Measuring Water with Two Cups: Logical Analysis and C++ Implementation

Today we examine a popular Tencent interview question: given two cups A (9 L) and B (15 L) with unlimited water, determine whether a desired amount n liters can be measured and, if possible, output the steps.

Logical analysis : By repeatedly filling, pouring, and emptying the cups we effectively perform the Euclidean algorithm, so the measurable volumes are exactly multiples of gcd(A, B) . For A = 9 and B = 15, gcd(9,15)=3 , thus any volume that is a multiple of 3 L (0, 3, 6, 9, 12, 15, 18…) can be obtained.

The following C++ functions implement the test:

#include
using namespace std;

int gcd(int x, int y) {
    int z = y;
    while (x % y != 0) {
        z = x % y;
        x = y;
        y = z;
    }
    return z;
}

bool can(int A, int B, int n) {
    if (n % gcd(A, B) == 0) {
        return true;
    }
    return false;
}

int main() {
    for (int n = 0; n < 20; n++) // test
    {
        if (can(9, 15, n)) {
            cout << n << endl;
        }
    }
    return 0;
}

Running this program prints the reachable volumes: 0, 3, 6, 9, 12, 15, 18.
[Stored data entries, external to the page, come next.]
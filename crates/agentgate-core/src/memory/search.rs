//! Keyword matching over archived events.
//!
//! Words are maximal runs of ASCII letters, compared lower-cased. An event
//! matches when any query word appears among its text words.

use std::collections::HashSet;

use agentgate_types::memory::{MemoryEntry, SearchMemoryResponse};
use agentgate_types::session::{Event, Session};

pub fn extract_words_lower(text: &str) -> HashSet<String> {
    text.split(|c: char| !c.is_ascii_alphabetic())
        .filter(|w| !w.is_empty())
        .map(str::to_ascii_lowercase)
        .collect()
}

/// The events of a session worth archiving: those with content parts.
pub fn memorable_events(session: &Session) -> Vec<Event> {
    session
        .events
        .iter()
        .filter(|e| e.has_parts())
        .cloned()
        .collect()
}

/// Search archived events for `query`, newest match first.
///
/// Callers that cap the number of recalled entries therefore keep the most
/// recent ones. A query with no words matches nothing.
pub fn search_events<'a>(
    events: impl IntoIterator<Item = &'a Event>,
    query: &str,
) -> SearchMemoryResponse {
    let query_words = extract_words_lower(query);
    let mut response = SearchMemoryResponse::default();
    if query_words.is_empty() {
        return response;
    }

    let mut events: Vec<&Event> = events.into_iter().collect();
    events.sort_by(|a, b| b.timestamp.total_cmp(&a.timestamp));
    for event in events {
        let Some(text) = event.text() else {
            continue;
        };
        let event_words = extract_words_lower(&text);
        if query_words.iter().any(|w| event_words.contains(w)) {
            if let Some(entry) = MemoryEntry::from_event(event) {
                response.memories.push(entry);
            }
        }
    }
    response
}

#[cfg(test)]
mod tests {
    use super::*;
    use agentgate_types::session::{Content, StateMap};

    fn text_event(author: &str, text: &str) -> Event {
        Event::new("inv", author).with_content(Content::user_text(text))
    }

    #[test]
    fn test_extract_words_lower() {
        let words = extract_words_lower("Hello, WORLD! it's 2024 café");
        assert!(words.contains("hello"));
        assert!(words.contains("world"));
        assert!(words.contains("it"));
        assert!(words.contains("s"));
        assert!(words.contains("caf"));
        assert!(!words.iter().any(|w| w.contains('2')));
    }

    #[test]
    fn test_search_matches_any_word_case_insensitive() {
        let events = vec![
            text_event("user", "What's the weather in Paris?"),
            text_event("helper", "It is sunny."),
            text_event("user", "Book a flight"),
        ];
        let found = search_events(&events, "PARIS flights");
        assert_eq!(found.memories.len(), 1);
        assert_eq!(found.memories[0].author, "user");
        assert!(found.memories[0].text().contains("Paris"));
    }

    #[test]
    fn test_search_orders_newest_first() {
        let events: Vec<Event> = (0..30)
            .map(|i| {
                let mut event = text_event("user", &format!("note {i} about weather"));
                event.timestamp = i as f64;
                event
            })
            .collect();
        let found = search_events(events.iter().rev().skip(5).chain(events.iter().rev().take(5)), "weather");
        assert_eq!(found.memories.len(), 30);
        assert_eq!(found.memories[0].text(), "note 29 about weather");
        assert_eq!(found.memories[29].text(), "note 0 about weather");
    }

    #[test]
    fn test_search_without_query_words_is_empty() {
        let events = vec![text_event("user", "hello")];
        assert!(search_events(&events, "123 !!").memories.is_empty());
    }

    #[test]
    fn test_memorable_events_skips_contentless() {
        let session = Session {
            id: "s1".to_string(),
            app_name: "app".to_string(),
            user_id: "u1".to_string(),
            state: StateMap::new(),
            events: vec![
                Event::new("inv", "user"),
                text_event("user", "remember me"),
            ],
            last_update_time: 0.0,
        };
        let kept = memorable_events(&session);
        assert_eq!(kept.len(), 1);
        assert_eq!(kept[0].text().as_deref(), Some("remember me"));
    }
}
Constructing the pouring steps : Once a target n (multiple of 3) is chosen, we can simulate the process. The following C++ routine performs the actual pouring operations and prints each action.

#include
using namespace std;

void pour(int A, int B, int target) {
    // inA, inB represent current water amounts in cups A and B
    int inA = 0;
    int inB = 0;
    int flag = 0;
    while (1) {
        // safety guard
        if (flag++ > 999) {
            cout << "Fail" << endl;
            break;
        }
        if (0 == inA) {
            cout << "fill A" << endl;
            inA = A;
        } else {
            cout << "pour A into B" << endl;
            inB += inA;
            if (inB >= B) {
                inA = inB - B;
                cout << "empty B" << endl;
                inB = 0;
            } else {
                inA = 0;
            }
        }
        if (target == inA || target == inB) {
            cout << "Success, OK!" << endl;
            break;
        }
    }
}

int main() {
    int A = 9;
    int B = 15;
    int n = 6; // example target
    // proven that any A, B, n can be reduced to 0 <= n < A < B
    pour(A, B, n);
    return 0;
}

For the example target 6 L the program outputs the sequence:

fill A
pour A into B
fill A
pour A into B
empty B
pour A into B
fill A
pour A into B
fill A
pour A into B
empty B
Success, OK!

The key to solving the problem lies in the logical analysis (gcd reasoning); the coding part follows naturally once the feasibility condition is known.

Hope this explanation helps you tackle similar interview puzzles.